The device of claim 17, wherein the first search unit comprises: a first search subunit, configured to search for a title node forward in a DOM tree of the webpage from a node corresponding to a first basic unit block in a webpage block subscribed by the user; From the title node of the search, a title node whose URL of the title node is the same as or similar to the URL prefix is a title node of a webpage block subscribed to by the user, and a title and a title URL in the title node are extracted.

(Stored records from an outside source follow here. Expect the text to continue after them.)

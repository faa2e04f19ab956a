//! SHA-1 trailer for the index file
//!
//! Every byte read or written through [`Checksum`] is fed to a running digest.
//! The writer appends the digest; the reader compares it against the trailer.

use crate::artifacts::index::CHECKSUM_SIZE;
use crate::errors::{Error, Result};
use sha1::{Digest, Sha1};
use std::io::{Read, Write};

#[derive(Debug)]
pub struct Checksum<S> {
    stream: S,
    digest: Sha1,
}

impl<S> Checksum<S> {
    pub(crate) fn new(stream: S) -> Self {
        Checksum {
            stream,
            digest: Sha1::new(),
        }
    }
}

impl<S: Read> Checksum<S> {
    pub(crate) fn read(&mut self, size: usize) -> Result<Vec<u8>> {
        let mut buffer = vec![0; size];
        self.stream
            .read_exact(&mut buffer)
            .map_err(|_| Error::CorruptIndex("unexpected end-of-file".to_string()))?;

        self.digest.update(&buffer);
        Ok(buffer)
    }

    pub(crate) fn verify(&mut self) -> Result<()> {
        let mut expected = [0u8; CHECKSUM_SIZE];
        self.stream
            .read_exact(&mut expected)
            .map_err(|_| Error::CorruptIndex("missing checksum".to_string()))?;

        let actual = self.digest.clone().finalize();
        if expected != actual.as_slice() {
            return Err(Error::CorruptIndex(
                "checksum does not match value stored on disk".to_string(),
            ));
        }

        Ok(())
    }
}

impl<S: Write> Checksum<S> {
    pub(crate) fn write(&mut self, data: &[u8]) -> std::io::Result<()> {
        self.stream.write_all(data)?;
        self.digest.update(data);
        Ok(())
    }

    pub(crate) fn write_checksum(&mut self) -> std::io::Result<()> {
        let checksum = self.digest.clone().finalize();
        self.stream.write_all(checksum.as_slice())
    }
}
//! Repository configuration
//!
//! Everything a [`Repository`](crate::areas::repository::Repository) needs to
//! know about its surroundings: who is committing, what the default branch is,
//! where the repository directory lives and which working-tree paths to skip.
//! The binary builds it from the environment; tests build it directly.

use crate::artifacts::objects::commit::Author;
use std::path::Path;
use std::sync::Arc;

pub const DEFAULT_AUTHOR_NAME: &str = "kit";
pub const DEFAULT_AUTHOR_EMAIL: &str = "kit@localhost";
pub const DEFAULT_BRANCH: &str = "master";
pub const REPOSITORY_DIR: &str = ".kit";

/// Decides whether a working-tree path (relative to the root) is skipped
pub type IgnorePredicate = Arc<dyn Fn(&Path) -> bool + Send + Sync>;

/// Skip the repository directory and any `.git` directory
pub fn default_ignore(path: &Path) -> bool {
    path.components().any(|component| match component {
        std::path::Component::Normal(name) => name == REPOSITORY_DIR || name == ".git",
        _ => false,
    })
}

#[derive(Clone)]
pub struct Config {
    pub author_name: String,
    pub author_email: String,
    /// Fixed author date; `None` stamps commits with the current time
    pub author_date: Option<chrono::DateTime<chrono::FixedOffset>>,
    pub default_branch: String,
    pub repository_dir: String,
    pub ignore: IgnorePredicate,
}

impl Default for Config {
    fn default() -> Self {
        Config {
            author_name: DEFAULT_AUTHOR_NAME.to_string(),
            author_email: DEFAULT_AUTHOR_EMAIL.to_string(),
            author_date: None,
            default_branch: DEFAULT_BRANCH.to_string(),
            repository_dir: REPOSITORY_DIR.to_string(),
            ignore: Arc::new(default_ignore),
        }
    }
}

impl std::fmt::Debug for Config {
    fn fmt(&self, f: &mut std::fmt::Formatter<'_>) -> std::fmt::Result {
        f.debug_struct("Config")
            .field("author_name", &self.author_name)
            .field("author_email", &self.author_email)
            .field("author_date", &self.author_date)
            .field("default_branch", &self.default_branch)
            .field("repository_dir", &self.repository_dir)
            .finish_non_exhaustive()
    }
}

impl Config {
    /// Read `GIT_AUTHOR_NAME`, `GIT_AUTHOR_EMAIL` and `GIT_AUTHOR_DATE`
    ///
    /// Unset or unparsable values fall back to the defaults.
    pub fn from_env() -> Self {
        let var = |key: &str| std::env::var(key).ok().filter(|value| !value.trim().is_empty());
        let defaults = Config::default();

        Config {
            author_name: var("GIT_AUTHOR_NAME").unwrap_or(defaults.author_name),
            author_email: var("GIT_AUTHOR_EMAIL").unwrap_or(defaults.author_email),
            author_date: var("GIT_AUTHOR_DATE").and_then(|date| parse_author_date(&date)),
            ..defaults
        }
    }

    pub fn with_ignore(mut self, ignore: impl Fn(&Path) -> bool + Send + Sync + 'static) -> Self {
        self.ignore = Arc::new(ignore);
        self
    }

    pub fn is_ignored(&self, path: &Path) -> bool {
        (self.ignore)(path)
    }

    /// The identity recorded as author and committer of new commits
    pub fn author(&self) -> Author {
        match self.author_date {
            Some(date) => {
                Author::new_with_timestamp(self.author_name.clone(), self.author_email.clone(), date)
            }
            None => Author::new(self.author_name.clone(), self.author_email.clone()),
        }
    }
}

/// Accepts RFC 2822, `YYYY-MM-DD HH:MM:SS +zzzz` and raw `<unix-ts> +zzzz`
fn parse_author_date(date: &str) -> Option<chrono::DateTime<chrono::FixedOffset>> {
    chrono::DateTime::parse_from_rfc2822(date)
        .or_else(|_| chrono::DateTime::parse_from_str(date, "%Y-%m-%d %H:%M:%S %z"))
        .or_else(|_| chrono::DateTime::parse_from_str(date, "%s %z"))
        .ok()
}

The device of claim 14, wherein the real-time monitoring module comprises:

Establishing a unit, configured to establish a DOM tree of the webpage;

a positioning unit, configured to locate an initial node in the established DOM tree according to the read sequence number of the first basic unit block in the webpage block subscribed by the user;

22. The apparatus of claim 21, wherein the second search unit comprises:

a second search subunit, configured to search for a corresponding title node forward and backward from the initial node in the established DOM tree according to the title and the title URL of the title node;

a third search subunit, configured to continuously search for a node from the title node in the established DOM tree, and the number of searched nodes is related to a basic unit included in a webpage block subscribed by the user The number is the same, wherein the searched node subscribes to the user A node corresponding to each basic unit block included in the web page block.

The device according to claim 14, wherein the device further comprises: a determining module, configured to determine whether there is a webpage block that the user has subscribed to in the webpage, and if yes, use a specific webpage in the webpage The background color shows the subscribed webpage block.